Written by ATSC230@545404 on . Posted in WordPress

A biosafety cabinet, also called a biological safety cabinet (BSC) or microbiological safety cabinet, is an enclosed, ventilated laboratory workspace for safely working with materials that have been contaminated, or potentially contaminated, with pathogens that involve a defined biosafety level. To assure you use a BSC in the right way, here are some things to keep in mind.


Building a new laboratory or renovating an existing one can be challenging.  It's a complex task, so good planning is essential. Critical decisions are required at every stage. You have to not only think about your research requirements for today, you also have to look forward and consider what your requirements might be in the future.

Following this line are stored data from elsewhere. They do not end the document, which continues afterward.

//! ブラウザ向けのページ配信（axum）
//!
//! 各フォーム送信はビューの操作を 1 回呼び出し、303 で `/` に戻す。

use axum::{
    extract::{Path, State},
    http::StatusCode,
    response::{Html, IntoResponse, Redirect, Response},
    routing::{get, post},
    Form, Router,
};
use domain::TodoId;
use serde::Deserialize;
use std::sync::Arc;

use crate::{render::PageRenderer, view::TodoView};

/// ページ配信の共有状態
#[derive(Clone)]
pub struct WebState {
    view: Arc<TodoView>,
    renderer: Arc<PageRenderer>,
}

impl WebState {
    pub fn new(view: Arc<TodoView>, renderer: PageRenderer) -> Self {
        Self {
            view,
            renderer: Arc::new(renderer),
        }
    }
}

pub fn app(state: WebState) -> Router {
    Router::new()
        .route("/", get(index))
        .route("/todos", post(add_todo))
        .route("/todos/:id/toggle", post(toggle_todo))
        .route("/todos/:id/delete", post(delete_todo))
        .with_state(state)
}

#[derive(Debug, Deserialize)]
struct NewTodoForm {
    #[serde(default)]
    title: String,
}

/// チェックボックス操作時の表示中の値
#[derive(Debug, Deserialize)]
struct ToggleForm {
    completed: bool,
}

/// GET / （一覧取得が成功するまでは取得し直してから描画）
async fn index(State(state): State<WebState>) -> Response {
    state.view.mount().await;

    let snapshot = state.view.snapshot().await;
    match state.renderer.render(&snapshot) {
        Ok(page) => Html(page).into_response(),
        Err(e) => {
            tracing::error!(error = %e, "Failed to render page");
            (StatusCode::INTERNAL_SERVER_ERROR, "Failed to render page").into_response()
        }
    }
}

/// POST /todos
async fn add_todo(State(state): State<WebState>, Form(form): Form<NewTodoForm>) -> Redirect {
    state.view.set_new_todo(form.title).await;
    let outcome = state.view.add_todo().await;
    tracing::debug!(?outcome, "add todo");
    Redirect::to("/")
}

/// POST /todos/{id}/toggle
async fn toggle_todo(
    Path(id): Path<TodoId>,
    State(state): State<WebState>,
    Form(form): Form<ToggleForm>,
) -> Redirect {
    let outcome = state.view.toggle_todo(id, form.completed).await;
    tracing::debug!(?outcome, %id, "toggle todo");
    Redirect::to("/")
}

/// POST /todos/{id}/delete
async fn delete_todo(Path(id): Path<TodoId>, State(state): State<WebState>) -> Redirect {
    let outcome = state.view.delete_todo(id).await;
    tracing::debug!(?outcome, %id, "delete todo");
    Redirect::to("/")
}
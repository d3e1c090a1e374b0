pub mod config;
pub mod tracing;

pub use self::tracing::*;
pub use config::*;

Classification is an important consideration in your planning process because understanding your unique situation is critical to assure your final design establishes proper containment and permits proper usage. The scientific community has adopted three classifications, each with different capabilities and performance attributes. The Center for Disease Control (CDC) divides BSCs into three classifications, Class I, II and III, to meet varying research and clinical needs. With the exception of Class I, these cabinets use high efficiency particulate air (HEPA) filters in the exhaust and supply systems. As the need for international standards grew, the International Standards Organization (ISO) established a technical committee and work groups to set ISO classification standards. Learn as much as you can about the capabilities, limitations and appropriate use of equipment in each classification to assure you choose the most appropriate equipment for your situation.

Workflow and Ergonomics

Additional important considerations in selecting the right BSC are workflow and ergonomics. Biosafety cabinets are used for hours on a daily basis. You'll want a height-adjustable stand and an angled front sash in order to provide a better sitting position. You'll also want to think about strong, but glare-free, light sources.

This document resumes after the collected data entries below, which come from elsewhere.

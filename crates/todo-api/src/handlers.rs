use axum::{
    body::Bytes,
    extract::{Path, State},
    Json,
};
use domain::{CreateTodoRequest, DomainError, MutationResponse, Todo, TodoId, UpdateTodoRequest};
use tracing::debug;

use crate::{error::ApiError, AppState};

/// 変更系は文が実行できれば常に success=true（影響行数 0 でも同じ）
const SUCCESS: MutationResponse = MutationResponse { success: true };

/// GET /api/todos
pub async fn list_todos(State(state): State<AppState>) -> Result<Json<Vec<Todo>>, ApiError> {
    let todos = state.store().list().await?;
    Ok(Json(todos))
}

/// POST /api/todos
///
/// ボディは生バイトで受け取り自前でデコードする（不正な JSON も 500 として扱うため）。
pub async fn create_todo(
    State(state): State<AppState>,
    body: Bytes,
) -> Result<Json<MutationResponse>, ApiError> {
    let input: CreateTodoRequest = serde_json::from_slice(&body)?;
    state.store().create(&input.title).await?;
    Ok(Json(SUCCESS))
}

/// `/api/todos/` ではパスパラメータがなく `None` になり、空の ID として扱う
fn parse_id(id: Option<Path<String>>) -> Result<TodoId, DomainError> {
    id.map(|Path(id)| id).unwrap_or_default().parse()
}

/// PUT /api/todos/{id}
pub async fn update_todo(
    id: Option<Path<String>>,
    State(state): State<AppState>,
    body: Bytes,
) -> Result<Json<MutationResponse>, ApiError> {
    let input: UpdateTodoRequest = serde_json::from_slice(&body)?;
    match parse_id(id) {
        Ok(id) => {
            state.store().set_completed(id, input.completed).await?;
        }
        // 整数でない ID はどの行にも一致しない
        Err(e) => debug!(error = %e, "no row can match"),
    }
    Ok(Json(SUCCESS))
}

/// DELETE /api/todos/{id}
pub async fn delete_todo(
    id: Option<Path<String>>,
    State(state): State<AppState>,
) -> Result<Json<MutationResponse>, ApiError> {
    match parse_id(id) {
        Ok(id) => {
            state.store().delete(id).await?;
        }
        Err(e) => debug!(error = %e, "no row can match"),
    }
    Ok(Json(SUCCESS))
}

It's important to determine whether your needs dictate use of a cleanroom because proper cleanroom design encompasses the entire air distribution system, including provisions for adequate, downstream air returns. A cleanroom is an environment that has a controlled level of contamination (dust, airborne microbes, aerosol particles, chemical vapors) specified by the number of particles per cubic meter at a defined particle size. It is typically used in manufacturing or scientific research.

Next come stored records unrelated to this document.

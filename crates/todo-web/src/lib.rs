//! Todo 一覧の Web UI
//!
//! ビュー（状態と操作）、todo-api クライアント、ページ描画、配信用ルータで構成されます。

pub mod client;
pub mod host;
pub mod render;
pub mod view;

pub use client::{ClientError, HttpTodoApi, TodoApi};
pub use host::{app, WebState};
pub use render::PageRenderer;
pub use view::{Dispatch, TodoView, ViewState};
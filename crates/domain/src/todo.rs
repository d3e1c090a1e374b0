use crate::errors::DomainError;
use chrono::{DateTime, Utc};
use serde::{Deserialize, Serialize};
use std::fmt;
use std::str::FromStr;

/// ストアが採番する Todo の ID（AUTOINCREMENT、再利用されない）
#[derive(Debug, Clone, Copy, PartialEq, Eq, PartialOrd, Ord, Hash, Serialize, Deserialize)]
#[serde(transparent)]
pub struct TodoId(i64);

impl TodoId {
    pub fn new(value: i64) -> Self {
        Self(value)
    }

    pub fn as_i64(&self) -> i64 {
        self.0
    }
}

impl fmt::Display for TodoId {
    fn fmt(&self, f: &mut fmt::Formatter<'_>) -> fmt::Result {
        write!(f, "{}", self.0)
    }
}

impl FromStr for TodoId {
    type Err = DomainError;

    fn from_str(s: &str) -> Result<Self, Self::Err> {
        s.parse::<i64>()
            .map(Self)
            .map_err(|_| DomainError::InvalidTodoId(s.to_string()))
    }
}

/// 一覧 API が返す Todo の表現
///
/// `created_at` は一覧の唯一のソートキー（降順）です。
#[derive(Debug, Clone, PartialEq, Eq, Serialize, Deserialize)]
#[serde(rename_all = "camelCase")]
pub struct Todo {
    pub id: TodoId,
    pub title: String,
    pub completed: bool,
    pub created_at: DateTime<Utc>,
}

/// 新規 Todo の入力が送信可能かどうか（前後の空白を除いて空でないこと）
///
/// クライアント側だけのチェックで、サーバーは検証しません。
pub fn is_submittable_title(input: &str) -> bool {
    !input.trim().is_empty()
}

Evaluation Testing and Maintenance

Standards have been established for field tests. They define the methods and acceptance criteria for determining qualification for field certification of all Class II biological safety cabinets. These procedures are intended to confirm that an installed cabinet evaluated under the current version of the Standard has met all design criteria. BSCs are required to pass field certification by an independent organization. Assessments should be done by an evaluator certified by an accrediting institution such as the National Sanitation Foundation (NSF) or International Organization for Standardization (ISO). Required testing:
  • Downflow Velocity Profile
  • Inflow Velocity
  • Airflow Smoke Patterns
  • HEPA Filter Leak Scan
  • Cabinet Leak Test (for initial setup or relocation)
  • Optional testing:
  • Lighting Intensity
  • Noise Level
  • Electrical Leakage
  • Electrical Ground Circuit Resistance
  • Electrical Polarity
  • Vibration
Testing and decontamination should also include blower and filter replacement and formaldehyde fumigation Proper maintenance of cabinets used for work at all biosafety levels cannot be over emphasized.